前回の続きを書きます。
人の行動を決めるものとして「感情」と「理性」の2つがある、ということを書きました。
「感情」というものは、人に限らず、イヌやネコなど、多くの動物にもあるものと言えます。(感情があるように思われない動物ももちろんいますが。)
動物にもあるくらいですから、健康な人ならば、誰にでも「感情」というものはあります。
そして、感情を大きく二分するなら、それは「心地良い」か「心地悪い」かの違いになります。
心地良いか悪いか、と言うことに関しては、そう感じてしまっている本人には「理由」がありません。
そう感じるのだから、仕方がない。
つまり「理由がない」のです。
そして、「理由がない」がために、そのことを自分でコントロールすることができません。
では、「感情」ではなく、「理性」というものはどうでしょうか?
「理性」というのは、誰にでもあるものではありません。
イヌやネコなど「感情」があると思われる動物について考えてみると、う~む、どうも「理性」があるとは考えにくいですね。
「理性」というのは、ある事柄に対して、「正しいか間違っているか」「良いか悪いか」「大事か大事でないか」「必要か必要でないか」などを区別する性質だと考えられます。
これらの区別をする本人にとっては、おそらく「理由」があります。
どうしてそれが「正しい」と思うのか?
きっと、これまで学んだ知識や経験などから、何かしらの理由をもって「正しい」と区別するのでしょう。
ところが、自分が学んだ知識や経験だけで「正しい」と思っても、自分の知識や経験が「不足している」という場合だってあります。
もしかしたら、「今は正しいと思っている」という事柄であっても、新たな知識や経験を得ることによって、「正しくない」という見方に変わることも十分に考えられます。
「理性」で何かを判断するということは、そこには「知性」が必要となります。
知性というのは、前にもここでご紹介しましたが、「知識と知恵を使おうとする性質」のことです。
「知識と知恵を使おう」とする人は「知性のある人」です。
「知性のある人」ならば、何かを判断したり区別したりする時に、その人が持っている「知識」や「知恵」を存分に使うことでしょう。
そうするとどうなるか。
「知性」を持って物事を観察することが出来る人は、自分が観察している事柄に対して、「正しい部分もあるが、間違っている部分もある」というように、「正反対の見方」というものができるはずです。
『1つの事柄について、正反対の見方を、同時にする。
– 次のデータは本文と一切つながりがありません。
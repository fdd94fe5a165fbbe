//! Core types for the pipeline: formats, state tables and limits

use serde::{Serialize, Deserialize};

/// Number of vertex shader input registers
pub const MAX_VS_INPUTS: usize = 8;
/// Number of vertex shader output registers (= pixel shader inputs)
pub const MAX_VS_OUTPUTS: usize = 8;
/// Number of vertex streams a format may reference
pub const MAX_VERTEX_STREAMS: usize = 8;
/// Number of texture sampler units
pub const MAX_TEXTURE_SAMPLERS: usize = 16;
/// Number of user-defined clip planes
pub const MAX_USER_CLIP_PLANES: usize = 6;
/// Frustum + user + scissor planes
pub const MAX_CLIP_PLANES: usize = 6 + MAX_USER_CLIP_PLANES + 4;
/// Entries in the per-draw vertex cache
pub const VERTEX_CACHE_SIZE: usize = 32;
/// Upper bound for subdivision recursion (both edge and inner levels)
pub const MAX_SUBDIVISION_LEVELS: u32 = 8;

/// Storage format: one to four 32-bit float channels per pixel
#[derive(Debug, Clone, Copy, PartialEq, Eq, Serialize, Deserialize)]
pub enum Format {
    R32F,
    R32G32F,
    R32G32B32F,
    R32G32B32A32F,
}

impl Format {
    /// Floats per pixel
    pub fn channels(self) -> usize {
        match self {
            Format::R32F => 1,
            Format::R32G32F => 2,
            Format::R32G32B32F => 3,
            Format::R32G32B32A32F => 4,
        }
    }
}

/// Depth compare function
#[derive(Debug, Clone, Copy, PartialEq, Eq, Serialize, Deserialize)]
pub enum CompareFunc {
    Never,
    Equal,
    NotEqual,
    Less,
    LessEqual,
    Greater,
    GreaterEqual,
    Always,
}

impl CompareFunc {
    /// Does a new value pass against the stored one?
    #[inline]
    pub fn passes(self, new: f32, existing: f32) -> bool {
        match self {
            CompareFunc::Never => false,
            CompareFunc::Equal => new == existing,
            CompareFunc::NotEqual => new != existing,
            CompareFunc::Less => new < existing,
            CompareFunc::LessEqual => new <= existing,
            CompareFunc::Greater => new > existing,
            CompareFunc::GreaterEqual => new >= existing,
            CompareFunc::Always => true,
        }
    }
}

#[derive(Debug, Clone, Copy, PartialEq, Eq, Serialize, Deserialize)]
pub enum FillMode {
    Solid,
    Wireframe,
}

/// Which screen-space winding gets rejected
#[derive(Debug, Clone, Copy, PartialEq, Eq, Serialize, Deserialize)]
pub enum CullMode {
    None,
    Cw,
    Ccw,
}

#[derive(Debug, Clone, Copy, PartialEq, Eq, Serialize, Deserialize)]
pub enum SubdivisionMode {
    None,
    Simple,
    Smooth,
    Adaptive,
}

#[derive(Debug, Clone, Copy, PartialEq, Eq, Serialize, Deserialize)]
pub enum PrimitiveType {
    TriangleList,
    TriangleStrip,
    TriangleFan,
}

impl PrimitiveType {
    /// Offsets of the three vertices of primitive `i`, winding preserved
    pub fn triangle(self, i: u32) -> [u32; 3] {
        match self {
            PrimitiveType::TriangleList => [i * 3, i * 3 + 1, i * 3 + 2],
            PrimitiveType::TriangleStrip => {
                if i & 1 == 0 {
                    [i, i + 1, i + 2]
                } else {
                    [i + 1, i, i + 2]
                }
            }
            PrimitiveType::TriangleFan => [0, i + 1, i + 2],
        }
    }
}

/// Pipeline-wide render states
#[derive(Debug, Clone, PartialEq, Serialize, Deserialize)]
#[serde(default)]
pub struct RenderStates {
    pub depth_enable: bool,
    pub depth_func: CompareFunc,
    pub depth_write_enable: bool,
    pub color_write_enable: bool,
    pub fill_mode: FillMode,
    pub cull_mode: CullMode,
    pub subdivision_mode: SubdivisionMode,
    /// Recursion depth for simple/smooth subdivision and adaptive edges
    pub subdivision_levels: u32,
    /// Input register holding the position (xyz) for smooth/adaptive subdivision
    pub subdivision_position_register: usize,
    /// Input register holding the normal (xyz) for smooth subdivision
    pub subdivision_normal_register: usize,
    /// Adaptive: keep splitting while the projected area exceeds this (pixels)
    pub subdivision_max_screen_area: f32,
    /// Adaptive: recursion limit for the inner part
    pub subdivision_max_inner_levels: u32,
    pub scissor_enable: bool,
    /// Wireframe line width in pixels
    pub line_thickness: u32,
}

impl Default for RenderStates {
    fn default() -> Self {
        Self {
            depth_enable: true,
            depth_func: CompareFunc::LessEqual,
            depth_write_enable: true,
            color_write_enable: true,
            fill_mode: FillMode::Solid,
            cull_mode: CullMode::Ccw,
            subdivision_mode: SubdivisionMode::None,
            subdivision_levels: 1,
            subdivision_position_register: 0,
            subdivision_normal_register: 1,
            subdivision_max_screen_area: 1.0,
            subdivision_max_inner_levels: 1,
            scissor_enable: false,
            line_thickness: 1,
        }
    }
}

#[derive(Debug, Clone, Copy, PartialEq, Eq, Serialize, Deserialize)]
pub enum AddressMode {
    Wrap,
    Clamp,
}

#[derive(Debug, Clone, Copy, PartialEq, Eq, Serialize, Deserialize)]
pub enum TextureFilter {
    Point,
    Linear,
}

#[derive(Debug, Clone, Copy, PartialEq, Eq, Serialize, Deserialize)]
pub enum MipFilter {
    None,
    Point,
    Linear,
}

/// Per texture unit sampler states
#[derive(Debug, Clone, Copy, PartialEq, Serialize, Deserialize)]
#[serde(default)]
pub struct SamplerStates {
    pub address_u: AddressMode,
    pub address_v: AddressMode,
    pub address_w: AddressMode,
    pub min_filter: TextureFilter,
    pub mag_filter: TextureFilter,
    pub mip_filter: MipFilter,
    pub mip_lod_bias: f32,
    /// Highest (smallest) mip level that may be selected
    pub max_mip_level: f32,
}

impl Default for SamplerStates {
    fn default() -> Self {
        Self {
            address_u: AddressMode::Wrap,
            address_v: AddressMode::Wrap,
            address_w: AddressMode::Wrap,
            min_filter: TextureFilter::Point,
            mag_filter: TextureFilter::Point,
            mip_filter: MipFilter::None,
            mip_lod_bias: 0.0,
            max_mip_level: 16.0,
        }
    }
}

/// Integer rectangle, right/bottom exclusive
#[derive(Debug, Clone, Copy, Default, PartialEq, Eq, Serialize, Deserialize)]
pub struct Rect {
    pub left: u32,
    pub top: u32,
    pub right: u32,
    pub bottom: u32,
}

impl Rect {
    pub fn new(left: u32, top: u32, right: u32, bottom: u32) -> Self {
        Self { left, top, right, bottom }
    }

    pub fn width(&self) -> u32 {
        self.right.saturating_sub(self.left)
    }

    pub fn height(&self) -> u32 {
        self.bottom.saturating_sub(self.top)
    }

    pub fn is_empty(&self) -> bool {
        self.width() == 0 || self.height() == 0
    }

    /// Fits inside a width x height area
    pub fn fits(&self, width: u32, height: u32) -> bool {
        !self.is_empty() && self.right <= width && self.bottom <= height
    }
}

/// Screen area triangles are mapped to
#[derive(Debug, Clone, Copy, PartialEq, Serialize, Deserialize)]
pub struct Viewport {
    pub x: u32,
    pub y: u32,
    pub width: u32,
    pub height: u32,
    pub min_z: f32,
    pub max_z: f32,
}

impl Viewport {
    pub fn new(x: u32, y: u32, width: u32, height: u32) -> Self {
        Self { x, y, width, height, min_z: 0.0, max_z: 1.0 }
    }

    /// Covered pixels; `None` when the far edge overflows
    pub fn rect(&self) -> Option<Rect> {
        let right = self.x.checked_add(self.width)?;
        let bottom = self.y.checked_add(self.height)?;
        Some(Rect::new(self.x, self.y, right, bottom))
    }
}

/// Draw statistics
#[derive(Debug, Clone, Copy, Default, PartialEq, Eq)]
pub struct RenderInfo {
    pub rendered_pixels: u64,
    pub rendered_triangles: u64,
}

#[cfg(test)]
mod tests {
    use super::*;

    #[test]
    fn test_depth_compare_truth_table() {
        use CompareFunc::*;
        // (new, existing)
        let pairs = [(0.25f32, 0.5f32), (0.5, 0.5), (0.75, 0.5)];
        let expect: [(CompareFunc, [bool; 3]); 8] = [
            (Never, [false, false, false]),
            (Equal, [false, true, false]),
            (NotEqual, [true, false, true]),
            (Less, [true, false, false]),
            (LessEqual, [true, true, false]),
            (Greater, [false, false, true]),
            (GreaterEqual, [false, true, true]),
            (Always, [true, true, true]),
        ];
        for (func, results) in expect {
            for ((new, existing), want) in pairs.iter().zip(results) {
                assert_eq!(func.passes(*new, *existing), want, "{:?} {} {}", func, new, existing);
            }
        }
    }

    #[test]
    fn test_strip_keeps_winding() {
        assert_eq!(PrimitiveType::TriangleStrip.triangle(0), [0, 1, 2]);
        assert_eq!(PrimitiveType::TriangleStrip.triangle(1), [2, 1, 3]);
        assert_eq!(PrimitiveType::TriangleFan.triangle(2), [0, 3, 4]);
    }

    #[test]
    fn test_viewport_rect_overflow() {
        assert_eq!(Viewport::new(2, 3, 10, 20).rect(), Some(Rect::new(2, 3, 12, 23)));
        assert_eq!(Viewport::new(u32::MAX - 4, 0, 10, 10).rect(), None);
        assert_eq!(Viewport::new(0, u32::MAX, 1, 1).rect(), None);
    }

    #[test]
    fn test_rect_fits() {
        assert!(Rect::new(0, 0, 10, 10).fits(10, 10));
        assert!(!Rect::new(0, 0, 11, 10).fits(10, 10));
        assert!(!Rect::new(5, 5, 5, 10).fits(10, 10));
    }
}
』
私の知る限り、心の健康を損ねやすい人というのは、この「正反対の見方」というのが苦手な人である可能性が高いように思います。
例えば、「お金というものは良いもの、悪いもの、どちらでしょう?」と尋ねられて、「お金は良いものだ」としか考えられない人、あるいはその逆で「お金は悪いものだ」としか考えられない人は、「正反対の見方を同時にする」ということが苦手かもしれません。
「お金は良いものだ」と思いながらも、「お金には悪い部分もある」ということを認められない人は、物事の考え方に「大きな偏(かたよ)り」があると言えそうです。
この世のどんなことであっても、「絶対に良い」とか「絶対に悪い」ということはありません。
どんなに「良いものだ」と思えるものであっても、色々な観点で見つめていけば、必ず「悪い部分」というものが見つかるはずです。
反対に、どんなに「悪いものだ」と思えるものであっても、そこから得られる「良い部分(プラスの部分)」があるものです。
例えば、「お金」は、私は基本的に良いものだと思います。
お金があるからこそ、物々交換などという面倒くさいことをしなくても済みますし、今の時代の紙幣や硬貨ならば持ち運びにも便利です。
魚を手に入れるのに、自分がつくった工芸品などをえっほらえっほら持って行く必要はないのです。
また、お金という概念があることによって、自分が提供している労働力やサービスや商品などを、他の人が提供しているものと比べるのに役に立ちます。
それが引いては、お金がどれだけ欲しい、という希望や願望に変わったりして、人の意欲やモチベーションを高めてくれるという効果もあるように思います。
お金を手に入れたことで、自分自身の評価が認められたと感じて、幸福感を得ることもあるでしょう。
安心感だって、お金を手に入れると同時に得られるものです。
その一方で、「お金」というものが人に悪い影響を与えることもあります。
大金を手に入れて、他人を信じることができなくなって、何でもお金で解決できると錯覚してしまう人もいることでしょう。
あるいはお金が手に入らなくて、お金ほしさに悪事を働いてしまう人もいることでしょう。
お金に責任はないのかもしれませんが、お金という存在がきっかけになって人や世の中に「悪い影響」を与えているという側面があるのも事実です。
そう考えていくと、「お金は良いもの、悪いもの、どっち?」と聞かれたら、「どっちでもある」という答えになりませんでしょうか。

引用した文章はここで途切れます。